In an interview before Monday’s meeting, preservation trust executive director Chris Scott said he is developing plans to rehabilitate the building to create a space for the visitor center and displays for several historic library collections.

“We’ve been given a very large collection of marine literature from Bailey Norton,” Mr. Scott said. “Others have given us historic papers. We also have a great collection of marine art. The whole thing is going to be educational and cultural, which fits with what the town envisioned.”

The Carnegie building will also highlight the history of Martha’s Vineyard through the various properties owned by the preservation trust. Preliminary plans call for collaboration with the Edgartown Board of Trade to offer information about shopping, dining, galleries and entertainment in Edgartown, as well as a base for walking tours through the downtown historic district.

“That’s a lot to put in a small building but I think it’s going to be a real asset to the Island,” Mr. Scott said. “It gives us a place to tell the story of the preservation trust.”

The trust has been collecting pledges for the estimated $1.5 million it will take to rehab the building and bring it up to current building codes. He said the fundraising campaign has amassed about two-thirds of the funding needed.

“This project is something people see the value in, and want to help,” Mr. Scott said. “Participants in our campaign want to see the future of the building secured.”

Though there are no architectural plans in place, the renovation may include demolishing the rear addition of the library, built in 1938, which currently houses stacks and the children’s library in the basement. Mr. Scott said the area might be used to create an outside terrace.

The preservation trust hopes to begin construction in late fall, about a month after the library staff relocates to the new library near the Edgartown School.

The library building was a gift to the town from philanthropist Andrew Carnegie, who donated $4,000 for construction of the building in 1904. Caroline F. Warren, who lived next door in the historic Warren House, donated an additional $1,000, and the land where the library now sits at 58 North Water street.

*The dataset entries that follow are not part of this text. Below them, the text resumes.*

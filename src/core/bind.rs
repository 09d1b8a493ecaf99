/// Parameter binding: turns every `Evaluable` parameter into a concrete
/// value, spec-level params first, then each tree node depth-first.
///
/// Entries may reference each other regardless of declaration order, so
/// binding runs a worklist to a fixpoint: an entry whose expression
/// names a still-unbound sibling is deferred and retried after the rest
/// of the pass. A round that defers everything means a genuine cycle or
/// a missing name.
use std::rc::Rc;

use rand::rngs::StdRng;
use thiserror::Error;

use crate::core::distributions::DistributionRegistry;
use crate::core::expr::{self, ExprError};
use crate::core::registry::{RegistryError, TemplateRegistry};
use crate::core::rng::derive_rng;
use crate::core::scope::Scope;
use crate::core::tree::{TemplateTree, TreeNode};
use crate::schema::value::Value;

#[derive(Debug, Error)]
pub enum BindError {
    #[error(transparent)]
    Expr(#[from] ExprError),
    #[error(transparent)]
    Registry(#[from] RegistryError),
    #[error("parameter '{name}' at '{path}' depends on unbound '{dependency}'")]
    UnresolvedParam {
        path: String,
        name: String,
        dependency: String,
    },
    #[error("parameter '{name}' at '{path}' is {value}, outside declared range [{lo}, {hi}]")]
    OutOfRange {
        path: String,
        name: String,
        value: f64,
        lo: f64,
        hi: f64,
    },
    #[error("parameter '{name}' at '{path}' still contains an evaluable after binding")]
    ResidualEvaluable { path: String, name: String },
}

/// A tree node with every parameter bound to a concrete value.
#[derive(Debug, Clone, PartialEq)]
pub struct BoundNode {
    pub name: String,
    pub namespace_path: String,
    pub template: String,
    pub values: Vec<(String, Value)>,
    pub pending_edges: Vec<(String, String)>,
    pub children: Vec<BoundNode>,
}

#[derive(Debug, Clone, PartialEq, Default)]
pub struct BoundTree {
    pub roots: Vec<BoundNode>,
}

impl BoundTree {
    pub fn walk(&self) -> Vec<&BoundNode> {
        let mut out = Vec::new();
        fn visit<'a>(node: &'a BoundNode, out: &mut Vec<&'a BoundNode>) {
            out.push(node);
            for child in &node.children {
                visit(child, out);
            }
        }
        for root in &self.roots {
            visit(root, &mut out);
        }
        out
    }
}

/// Declared range on a parameter default:
/// `{"default": ..., "range": [lo, hi]}`.
struct Declared {
    default: Value,
    range: Option<(f64, f64)>,
}

fn split_declaration(value: &Value) -> Declared {
    if let (Some(default), Some(range)) = (value.get("default"), value.get("range")) {
        let bounds = range.as_seq().and_then(|items| match items {
            [lo, hi] => Some((lo.as_f64()?, hi.as_f64()?)),
            _ => None,
        });
        Declared {
            default: default.clone(),
            range: bounds,
        }
    } else {
        Declared {
            default: value.clone(),
            range: None,
        }
    }
}

/// Bind one set of parameter entries against `parent` scope, using the
/// worklist strategy. Returns bound values in declaration order.
fn bind_entries(
    path: &str,
    entries: &[(String, Value)],
    ranges: &[(String, (f64, f64))],
    parent: &Rc<Scope>,
    distributions: &DistributionRegistry,
    rng: &mut StdRng,
) -> Result<Vec<(String, Value)>, BindError> {
    let order: Vec<String> = entries.iter().map(|(k, _)| k.clone()).collect();
    let mut pending: Vec<(String, Value)> = entries.to_vec();
    // Unbound entries sit in the scope as raw `Evaluable`s, so an
    // expression naming one gets `DependsOnUnbound` instead of a
    // missing-name error, whatever the declaration order.
    let mut scope = parent.child(entries, Some(path));

    while !pending.is_empty() {
        let mut deferred: Vec<(String, Value)> = Vec::new();
        let mut progressed = false;
        let mut last_dependency: Option<(String, String)> = None;

        for (name, raw) in pending.drain(..) {
            match eval_value(&raw, &scope, distributions, rng) {
                Ok(value) => {
                    scope.set_local(&name, value);
                    progressed = true;
                }
                Err(ExprError::DependsOnUnbound { name: dep, .. }) => {
                    last_dependency = Some((name.clone(), dep));
                    deferred.push((name, raw));
                }
                Err(other) => return Err(BindError::Expr(other)),
            }
        }

        if !progressed {
            let (name, dependency) = last_dependency.unwrap_or_default();
            return Err(BindError::UnresolvedParam {
                path: path.to_string(),
                name,
                dependency,
            });
        }
        pending = deferred;
    }

    let mut values = Vec::with_capacity(order.len());
    for name in order {
        if let Ok((value, _)) = scope.resolve(&name) {
            if value.has_evaluable() {
                return Err(BindError::ResidualEvaluable {
                    path: path.to_string(),
                    name,
                });
            }
            if let Some((_, (lo, hi))) = ranges.iter().find(|(n, _)| n == &name) {
                if let Some(v) = value.as_f64() {
                    if v < *lo || v > *hi {
                        return Err(BindError::OutOfRange {
                            path: path.to_string(),
                            name,
                            value: v,
                            lo: *lo,
                            hi: *hi,
                        });
                    }
                }
            }
            values.push((name, value.clone()));
        }
    }
    Ok(values)
}

/// Evaluate every `Evaluable` inside a value. `Quoted` passes through.
pub(crate) fn eval_value(
    value: &Value,
    scope: &Scope,
    distributions: &DistributionRegistry,
    rng: &mut StdRng,
) -> Result<Value, ExprError> {
    match value {
        Value::Evaluable(source) => expr::eval_source(source, scope, distributions, rng),
        Value::Seq(items) => {
            let mut out = Vec::with_capacity(items.len());
            for item in items {
                out.push(eval_value(item, scope, distributions, rng)?);
            }
            Ok(Value::Seq(out))
        }
        Value::Map(entries) => {
            let mut out = Vec::with_capacity(entries.len());
            for (k, v) in entries {
                out.push((k.clone(), eval_value(v, scope, distributions, rng)?));
            }
            Ok(Value::Map(out))
        }
        other => Ok(other.clone()),
    }
}

/// Bind spec-level `_params_` against the constants scope.
pub fn bind_spec_params(
    params: &[(String, Value)],
    constants: &Rc<Scope>,
    distributions: &DistributionRegistry,
    master_seed: u64,
) -> Result<Vec<(String, Value)>, BindError> {
    let mut rng = derive_rng(master_seed, "_params_", "bind");
    let entries: Vec<(String, Value)> = params
        .iter()
        .map(|(k, v)| (k.clone(), split_declaration(v).default))
        .collect();
    let ranges: Vec<(String, (f64, f64))> = params
        .iter()
        .filter_map(|(k, v)| split_declaration(v).range.map(|r| (k.clone(), r)))
        .collect();
    bind_entries("_params_", &entries, &ranges, constants, distributions, &mut rng)
}

/// Bind every node of the tree. Each node sees its parent's bound
/// values through the scope chain and draws from an RNG derived from
/// its own namespace path, so sibling order never shifts results.
pub fn bind_tree(
    tree: &TemplateTree,
    registry: &TemplateRegistry,
    distributions: &DistributionRegistry,
    master_seed: u64,
    spec_scope: &Rc<Scope>,
) -> Result<BoundTree, BindError> {
    let mut roots = Vec::with_capacity(tree.roots.len());
    for root in &tree.roots {
        roots.push(bind_node(
            root,
            registry,
            distributions,
            master_seed,
            spec_scope,
        )?);
    }
    Ok(BoundTree { roots })
}

fn bind_node(
    node: &TreeNode,
    registry: &TemplateRegistry,
    distributions: &DistributionRegistry,
    master_seed: u64,
    parent: &Rc<Scope>,
) -> Result<BoundNode, BindError> {
    let template = registry.get(&node.template)?;

    // Template defaults first, then instance overrides on top.
    let mut entries: Vec<(String, Value)> = Vec::new();
    let mut ranges: Vec<(String, (f64, f64))> = Vec::new();
    for (name, decl) in &template.params {
        let declared = split_declaration(decl);
        entries.push((name.clone(), declared.default));
        if let Some(range) = declared.range {
            ranges.push((name.clone(), range));
        }
    }
    for (name, value) in &node.params {
        if let Some(slot) = entries.iter_mut().find(|(k, _)| k == name) {
            slot.1 = value.clone();
        } else {
            entries.push((name.clone(), value.clone()));
        }
    }

    let mut rng = derive_rng(master_seed, &node.namespace_path, "bind");
    let values = bind_entries(
        &node.namespace_path,
        &entries,
        &ranges,
        parent,
        distributions,
        &mut rng,
    )?;

    let child_scope = Rc::new(parent.child(&values, Some(&node.namespace_path)));

    let mut children = Vec::with_capacity(node.children.len());
    for child in &node.children {
        children.push(bind_node(
            child,
            registry,
            distributions,
            master_seed,
            &child_scope,
        )?);
    }

    Ok(BoundNode {
        name: node.name.clone(),
        namespace_path: node.namespace_path.clone(),
        template: node.template.clone(),
        values,
        pending_edges: node.pending_edges.clone(),
        children,
    })
}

In the deed, Mrs. Warren included a stipulation that the site always be used as a library, or the property would revert to her or her heirs. There is some dispute over whether that condition still holds, but the preservation trust plans to use some of the space to continue library use, which would satisfy the conditions of the deed.

The Carnegie building itself has been at the center of heated dispute in recent years. In 2003 at a town meeting, voters approved an article submitted by petition to purchase the Warren House for $3.5 million, with the intent to incorporate it into a large library expansion project.

The project later fell apart, and the town shifted gears, at considerable extra cost, to begin construction of a new library from the ground up. After town meeting approval, the old Edgartown School was demolished to make way for the new building, which is nearing completion and scheduled for a late summer opening.